• [Work to complete]
Below are the entries to work from; restate word for word the portion that opens with the line containing "allocations, with sizes" and closes with the line containing "live.push(p);", keeping both.

• [Available data]
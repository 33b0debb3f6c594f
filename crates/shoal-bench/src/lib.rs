//! Workloads for benchmarking Shoal arenas.
//!
//! - [`churn_workload`]: seeded random allocate/free sequence
//! - [`run_workload`]: replay a workload against an arena
//! - [`strategy_config`]: the arena configuration every benchmark shares

#![deny(unsafe_code)]
#![deny(rustdoc::broken_intra_doc_links)]

use std::ptr::NonNull;

use rand_chacha::rand_core::{RngCore, SeedableRng};
use rand_chacha::ChaCha8Rng;
use shoal_arena::{Arena, LockPolicy};
use shoal_core::{AllocationStrategy, ArenaConfig};

/// Capacity of benchmark arenas: 1 MiB.
pub const BENCH_CAPACITY: usize = 1 << 20;

/// One step of a workload.
#[derive(Clone, Copy, Debug, PartialEq, Eq)]
pub enum Op {
    /// Allocate this many bytes.
    Alloc(usize),
    /// Release the live block at this index (modulo the live count).
    Free(usize),
}

/// Summary of a replayed workload.
#[derive(Clone, Copy, Debug, Default, PartialEq, Eq)]
pub struct Outcome {
    pub allocations: usize,
    pub failures: usize,
    pub peak_used: usize,
}

/// Arena config used by all benchmarks: fill patterns off so release
/// builds measure the allocator, not `memset`.
pub fn strategy_config(strategy: AllocationStrategy) -> ArenaConfig {
    ArenaConfig::new(BENCH_CAPACITY)
        .with_strategy(strategy)
        .with_fill_patterns(false)
}

/// Deterministic allocate/free mix, roughly 60% allocations, with sizes
/// in `1..=max_size`.
pub fn churn_workload(seed: u64, len: usize, max_size: usize) -> Vec<Op> {
    let mut rng = ChaCha8Rng::seed_from_u64(seed);
    (0..len)
        .map(|_| {
            let roll = rng.next_u32();
            if roll % 10 < 6 {
                Op::Alloc(1 + rng.next_u32() as usize % max_size.max(1))
            } else {
                Op::Free(rng.next_u32() as usize)
            }
        })
        .collect()
}

/// Replay `ops` against `arena`, then release everything still live.
///
/// # Panics
///
/// Panics if the arena rejects a release of a pointer it handed out.
#[allow(unsafe_code)]
pub fn run_workload<L: LockPolicy>(arena: &Arena<L>, ops: &[Op]) -> Outcome {
    let mut live: Vec<NonNull<u8>> = Vec::new();
    let mut outcome = Outcome::default();
    for &op in ops {
        match op {
            Op::Alloc(size) => match arena.allocate(size) {
                Ok(p) => {
                    live.push(p);
                    outcome.allocations += 1;
                    outcome.peak_used = outcome.peak_used.max(arena.used());
                }
                Err(_) => outcome.failures += 1,
            },
            Op::Free(pick) if !live.is_empty() => {
                let p = live.swap_remove(pick % live.len());
                // SAFETY: `p` came from `arena` and is dropped from `live`.
                unsafe { arena.deallocate(p.as_ptr()) }.expect("workload pointer is live");
            }
            Op::Free(_) => {}
        }
    }
    for p in live {
        // SAFETY: as above.
        unsafe { arena.deallocate(p.as_ptr()) }.expect("workload pointer is live");
    }
    outcome
}

#[cfg(test)]
mod tests {
    use super::*;

    #[test]
    fn workload_is_deterministic() {
        assert_eq!(churn_workload(7, 200, 512), churn_workload(7, 200, 512));
        assert_ne!(churn_workload(7, 200, 512), churn_workload(8, 200, 512));
    }

    #[test]
    fn workload_sizes_in_range() {
        for op in churn_workload(42, 1000, 64) {
            if let Op::Alloc(size) = op {
                assert!((1..=64).contains(&size));
            }
        }
    }

    #[test]
    fn replay_leaves_arena_empty() {
        let arena = Arena::new(strategy_config(AllocationStrategy::BestFit)).unwrap();
        let outcome = run_workload(&arena, &churn_workload(1, 2000, 1024));
        assert!(outcome.allocations > 0);
        assert_eq!(arena.used(), 0);
        assert!(arena.validate());
    }
}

• [Worked solution]
/// Deterministic allocate/free mix, roughly 60% allocations, with sizes
/// in `1..=max_size`.
pub fn churn_workload(seed: u64, len: usize, max_size: usize) -> Vec<Op> {
    let mut rng = ChaCha8Rng::seed_from_u64(seed);
    (0..len)
        .map(|_| {
            let roll = rng.next_u32();
            if roll % 10 < 6 {
                Op::Alloc(1 + rng.next_u32() as usize % max_size.max(1))
            } else {
                Op::Free(rng.next_u32() as usize)
            }
        })
        .collect()
}

/// Replay `ops` against `arena`, then release everything still live.
///
/// # Panics
///
/// Panics if the arena rejects a release of a pointer it handed out.
#[allow(unsafe_code)]
pub fn run_workload<L: LockPolicy>(arena: &Arena<L>, ops: &[Op]) -> Outcome {
    let mut live: Vec<NonNull<u8>> = Vec::new();
    let mut outcome = Outcome::default();
    for &op in ops {
        match op {
            Op::Alloc(size) => match arena.allocate(size) {
                Ok(p) => {
                    live.push(p);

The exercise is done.